Top of Records shown
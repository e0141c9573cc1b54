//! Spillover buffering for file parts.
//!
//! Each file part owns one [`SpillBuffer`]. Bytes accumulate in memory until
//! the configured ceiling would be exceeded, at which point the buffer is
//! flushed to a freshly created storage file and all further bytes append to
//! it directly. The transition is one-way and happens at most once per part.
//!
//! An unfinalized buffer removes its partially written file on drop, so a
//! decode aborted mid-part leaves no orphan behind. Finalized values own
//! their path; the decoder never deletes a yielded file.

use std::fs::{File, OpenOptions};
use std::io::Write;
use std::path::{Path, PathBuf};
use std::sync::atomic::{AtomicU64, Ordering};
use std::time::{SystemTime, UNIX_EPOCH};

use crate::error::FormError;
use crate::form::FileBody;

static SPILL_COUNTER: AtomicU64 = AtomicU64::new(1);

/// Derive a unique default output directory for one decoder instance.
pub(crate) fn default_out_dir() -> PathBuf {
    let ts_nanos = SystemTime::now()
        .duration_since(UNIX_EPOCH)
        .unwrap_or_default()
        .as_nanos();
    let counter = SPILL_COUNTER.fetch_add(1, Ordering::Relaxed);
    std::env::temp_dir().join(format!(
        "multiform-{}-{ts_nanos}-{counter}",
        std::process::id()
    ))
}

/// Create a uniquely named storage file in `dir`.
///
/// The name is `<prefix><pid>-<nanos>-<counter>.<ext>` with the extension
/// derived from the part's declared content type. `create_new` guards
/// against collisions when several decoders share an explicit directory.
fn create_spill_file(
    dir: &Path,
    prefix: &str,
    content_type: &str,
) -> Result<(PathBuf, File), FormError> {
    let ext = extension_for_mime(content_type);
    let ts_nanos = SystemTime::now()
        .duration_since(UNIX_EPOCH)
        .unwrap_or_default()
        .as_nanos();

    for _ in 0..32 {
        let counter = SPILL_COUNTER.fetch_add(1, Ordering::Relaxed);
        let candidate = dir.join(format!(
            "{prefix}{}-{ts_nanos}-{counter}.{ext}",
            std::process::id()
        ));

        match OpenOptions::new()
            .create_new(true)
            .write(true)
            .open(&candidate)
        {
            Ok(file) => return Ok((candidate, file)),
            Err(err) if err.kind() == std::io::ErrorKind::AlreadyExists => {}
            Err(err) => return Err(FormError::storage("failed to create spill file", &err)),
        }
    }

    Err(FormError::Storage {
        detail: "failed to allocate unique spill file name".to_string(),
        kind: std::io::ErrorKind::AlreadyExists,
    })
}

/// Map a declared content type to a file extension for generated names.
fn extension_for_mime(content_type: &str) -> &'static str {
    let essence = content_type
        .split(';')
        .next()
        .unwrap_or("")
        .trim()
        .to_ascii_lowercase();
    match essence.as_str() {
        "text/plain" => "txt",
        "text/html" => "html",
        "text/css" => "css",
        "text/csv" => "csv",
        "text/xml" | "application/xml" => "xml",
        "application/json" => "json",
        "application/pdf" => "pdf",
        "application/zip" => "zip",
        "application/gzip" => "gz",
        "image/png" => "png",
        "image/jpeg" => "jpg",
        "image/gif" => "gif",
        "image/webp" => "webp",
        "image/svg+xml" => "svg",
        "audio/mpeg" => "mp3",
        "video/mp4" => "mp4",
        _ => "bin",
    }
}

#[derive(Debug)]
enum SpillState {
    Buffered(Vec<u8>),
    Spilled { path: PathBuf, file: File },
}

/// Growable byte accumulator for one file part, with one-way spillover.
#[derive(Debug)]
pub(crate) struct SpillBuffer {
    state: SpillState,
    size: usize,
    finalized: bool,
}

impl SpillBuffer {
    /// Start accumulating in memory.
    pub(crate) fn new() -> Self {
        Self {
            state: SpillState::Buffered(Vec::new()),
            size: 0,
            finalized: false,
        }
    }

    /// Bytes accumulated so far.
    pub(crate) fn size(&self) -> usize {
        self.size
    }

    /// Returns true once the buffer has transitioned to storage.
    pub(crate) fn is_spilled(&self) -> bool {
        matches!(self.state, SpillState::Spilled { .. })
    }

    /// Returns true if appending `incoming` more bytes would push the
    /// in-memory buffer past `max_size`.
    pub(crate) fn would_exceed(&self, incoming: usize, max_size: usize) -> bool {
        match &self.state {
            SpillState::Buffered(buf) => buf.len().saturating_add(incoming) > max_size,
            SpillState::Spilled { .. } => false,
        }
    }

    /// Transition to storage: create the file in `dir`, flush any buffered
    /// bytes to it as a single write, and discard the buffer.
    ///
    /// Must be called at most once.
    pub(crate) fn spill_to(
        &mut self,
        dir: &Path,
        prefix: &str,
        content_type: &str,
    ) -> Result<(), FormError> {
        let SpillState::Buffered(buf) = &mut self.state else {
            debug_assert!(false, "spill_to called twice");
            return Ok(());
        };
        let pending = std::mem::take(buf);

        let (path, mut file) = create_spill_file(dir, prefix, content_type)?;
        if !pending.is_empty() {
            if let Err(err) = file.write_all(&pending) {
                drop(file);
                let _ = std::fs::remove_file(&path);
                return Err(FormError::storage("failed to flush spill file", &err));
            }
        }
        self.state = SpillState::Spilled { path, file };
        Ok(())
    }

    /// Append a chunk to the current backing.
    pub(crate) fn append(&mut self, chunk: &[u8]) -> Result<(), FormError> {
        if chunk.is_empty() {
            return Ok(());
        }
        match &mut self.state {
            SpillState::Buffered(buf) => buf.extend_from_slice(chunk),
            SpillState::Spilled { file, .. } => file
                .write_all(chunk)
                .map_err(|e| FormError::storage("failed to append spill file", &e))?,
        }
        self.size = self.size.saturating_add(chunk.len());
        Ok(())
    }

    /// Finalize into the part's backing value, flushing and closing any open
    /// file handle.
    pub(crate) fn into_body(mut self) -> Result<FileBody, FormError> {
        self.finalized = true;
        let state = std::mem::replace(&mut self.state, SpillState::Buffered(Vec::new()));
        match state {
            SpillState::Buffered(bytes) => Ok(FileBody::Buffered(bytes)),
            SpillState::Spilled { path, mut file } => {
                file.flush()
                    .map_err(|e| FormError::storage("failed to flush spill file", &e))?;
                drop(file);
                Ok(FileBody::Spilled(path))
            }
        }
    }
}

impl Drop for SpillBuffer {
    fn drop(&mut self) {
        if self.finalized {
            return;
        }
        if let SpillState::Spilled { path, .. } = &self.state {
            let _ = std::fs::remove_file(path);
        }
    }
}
Bottom of Records shown
-- Exercise instructions --
An exact copy of all the entries is the required answer.

-- Response to this exercise --
repository e0141c9573cc1b54
//! Spillover buffering for file parts.
//!
//! Each file part owns one [`SpillBuffer`]. Bytes accumulate in memory until
//! the configured ceiling would be exceeded, at which point the buffer is
//! flushed to a freshly created storage file and all further bytes append to
//! it directly. The transition is one-way and happens at most once per part.
//!
//! An unfinalized buffer removes its partially written file on drop, so a
//! decode aborted mid-part leaves no orphan behind. Finalized values own
//! their path; the decoder never deletes a yielded file.

use std::fs::{File, OpenOptions};
use std::io::Write;
use std::path::{Path, PathBuf};
use std::sync::atomic::{AtomicU64, Ordering};
use std::time::{SystemTime, UNIX_EPOCH};

use crate::error::FormError;
use crate::form::FileBody;

static SPILL_COUNTER: AtomicU64 = AtomicU64::new(1);

/// Derive a unique default output directory for one decoder instance.
pub(crate) fn default_out_dir() -> PathBuf {
    let ts_nanos = SystemTime::now()
        .duration_since(UNIX_EPOCH)
        .unwrap_or_default()
        .as_nanos();
    let counter = SPILL_COUNTER.fetch_add(1, Ordering::Relaxed);
    std::env::temp_dir().join(format!(
        "multiform-{}-{ts_nanos}-{counter}",
        std::process::id()
    ))
}

/// Create a uniquely named storage file in `dir`.
///
/// The name is `<prefix><pid>-<nanos>-<counter>.<ext>` with the extension
/// derived from the part's declared content type. `create_new` guards
/// against collisions when several decoders share an explicit directory.
fn create_spill_file(
    dir: &Path,
    prefix: &str,
    content_type: &str,
) -> Result<(PathBuf, File), FormError> {
    let ext = extension_for_mime(content_type);
    let ts_nanos = SystemTime::now()
        .duration_since(UNIX_EPOCH)
        .unwrap_or_default()
        .as_nanos();

    for _ in 0..32 {
        let counter = SPILL_COUNTER.fetch_add(1, Ordering::Relaxed);
        let candidate = dir.join(format!(
            "{prefix}{}-{ts_nanos}-{counter}.{ext}",
            std::process::id()
        ));

        match OpenOptions::new()
            .create_new(true)
            .write(true)
            .open(&candidate)
        {
            Ok(file) => return Ok((candidate, file)),
            Err(err) if err.kind() == std::io::ErrorKind::AlreadyExists => {}
            Err(err) => return Err(FormError::storage("failed to create spill file", &err)),
        }
    }

    Err(FormError::Storage {
        detail: "failed to allocate unique spill file name".to_string(),
        kind: std::io::ErrorKind::AlreadyExists,
    })
}

/// Map a declared content type to a file extension for generated names.
fn extension_for_mime(content_type: &str) -> &'static str {
    let essence = content_type
        .split(';')
        .next()
        .unwrap_or("")
        .trim()
        .to_ascii_lowercase();
    match essence.as_str() {
        "text/plain" => "txt",
        "text/html" => "html",
        "text/css" => "css",
        "text/csv" => "csv",
        "text/xml" | "application/xml" => "xml",
        "application/json" => "json",
        "application/pdf" => "pdf",
        "application/zip" => "zip",
        "application/gzip" => "gz",
        "image/png" => "png",
        "image/jpeg" => "jpg",
        "image/gif" => "gif",
        "image/webp" => "webp",
        "image/svg+xml" => "svg",
        "audio/mpeg" => "mp3",
        "video/mp4" => "mp4",
        _ => "bin",
    }
}

#[derive(Debug)]
enum SpillState {
    Buffered(Vec<u8>),
    Spilled { path: PathBuf, file: File },
}

/// Growable byte accumulator for one file part, with one-way spillover.
#[derive(Debug)]
pub(crate) struct SpillBuffer {
    state: SpillState,
    size: usize,
    finalized: bool,
}

impl SpillBuffer {
    /// Start accumulating in memory.
    pub(crate) fn new() -> Self {
        Self {
            state: SpillState::Buffered(Vec::new()),
            size: 0,
            finalized: false,
        }
    }

    /// Bytes accumulated so far.
    pub(crate) fn size(&self) -> usize {
        self.size
    }

    /// Returns true once the buffer has transitioned to storage.
    pub(crate) fn is_spilled(&self) -> bool {
        matches!(self.state, SpillState::Spilled { .. })
    }

    /// Returns true if appending `incoming` more bytes would push the
    /// in-memory buffer past `max_size`.
    pub(crate) fn would_exceed(&self, incoming: usize, max_size: usize) -> bool {
        match &self.state {
            SpillState::Buffered(buf) => buf.len().saturating_add(incoming) > max_size,
            SpillState::Spilled { .. } => false,
        }
    }

    /// Transition to storage: create the file in `dir`, flush any buffered
    /// bytes to it as a single write, and discard the buffer.
    ///
    /// Must be called at most once.
    pub(crate) fn spill_to(
        &mut self,
        dir: &Path,
        prefix: &str,
        content_type: &str,
    ) -> Result<(), FormError> {
        let SpillState::Buffered(buf) = &mut self.state else {
            debug_assert!(false, "spill_to called twice");
            return Ok(());
        };
        let pending = std::mem::take(buf);

        let (path, mut file) = create_spill_file(dir, prefix, content_type)?;
        if !pending.is_empty() {
            if let Err(err) = file.write_all(&pending) {
                drop(file);
                let _ = std::fs::remove_file(&path);
                return Err(FormError::storage("failed to flush spill file", &err));
            }
        }
        self.state = SpillState::Spilled { path, file };
        Ok(())
    }

    /// Append a chunk to the current backing.
    pub(crate) fn append(&mut self, chunk: &[u8]) -> Result<(), FormError> {
        if chunk.is_empty() {
            return Ok(());
        }
        match &mut self.state {
            SpillState::Buffered(buf) => buf.extend_from_slice(chunk),
            SpillState::Spilled { file, .. } => file
                .write_all(chunk)
                .map_err(|e| FormError::storage("failed to append spill file", &e))?,
        }
        self.size = self.size.saturating_add(chunk.len());
        Ok(())
    }

    /// Finalize into the part's backing value, flushing and closing any open
    /// file handle.
    pub(crate) fn into_body(mut self) -> Result<FileBody, FormError> {
        self.finalized = true;
        let state = std::mem::replace(&mut self.state, SpillState::Buffered(Vec::new()));
        match state {
            SpillState::Buffered(bytes) => Ok(FileBody::Buffered(bytes)),
            SpillState::Spilled { path, mut file } => {
                file.flush()
                    .map_err(|e| FormError::storage("failed to flush spill file", &e))?;
                drop(file);
                Ok(FileBody::Spilled(path))
            }
        }
    }
}

impl Drop for SpillBuffer {
    fn drop(&mut self) {
        if self.finalized {
            return;
        }
        if let SpillState::Spilled { path, .. } = &self.state {
            let _ = std::fs::remove_file(path);
        }
    }
}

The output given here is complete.